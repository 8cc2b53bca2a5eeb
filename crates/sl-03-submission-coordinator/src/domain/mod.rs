//! # Domain Module
//!
//! Retry policy, outcomes, and the values passed across the coordinator API.

pub mod errors;
pub mod outcome;
pub mod retry;
pub mod value_objects;

pub use errors::*;
pub use outcome::*;
pub use retry::*;
pub use value_objects::*;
=======
### WHAT THE EXERCISE ASKS:
Exactly the lines from the one with "filename crates/sl-03-submission-coordinator/src/domain/mod.rs" through the end of the entries, both included, should be written out, and no others.

### RESPONSE AREA:
filename crates/sl-03-submission-coordinator/src/domain/mod.rs
//! # Domain Module
//!
//! Retry policy, outcomes, and the values passed across the coordinator API.

pub mod errors;
pub mod outcome;
pub mod retry;
pub mod value_objects;

pub use errors::*;
pub use outcome::*;
pub use retry::*;
pub use value_objects::*;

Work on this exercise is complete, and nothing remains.